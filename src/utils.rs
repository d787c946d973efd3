use std::{fs, io};
use std::io::{BufRead, BufReader};
use std::path::Path;
use std::time::{Duration, Instant};

pub(crate) fn file_to_vec(filename: &Path) -> io::Result<Vec<String>> {
    let file_in = fs::File::open(filename)?;
    let file_reader = BufReader::new(file_in);
    file_reader.lines().collect()
}

pub(crate) fn trace(l_type: &str, l_step: &str, detect: Instant, detect_elapsed: Duration) -> Duration {
    log::trace!("{} | Total={:.2?} | {}={:.2?}", l_type, detect.elapsed(), l_step, detect.elapsed() - detect_elapsed);
    detect.elapsed()
}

______________________________

Task directions:
Only the lines containing the string "trace" are needed; pull them out of the records.

Written response:
pub(crate) fn trace(l_type: &str, l_step: &str, detect: Instant, detect_elapsed: Duration) -> Duration {
    log::trace!("{} | Total={:.2?} | {}={:.2?}", l_type, detect.elapsed(), l_step, detect.elapsed() - detect_elapsed);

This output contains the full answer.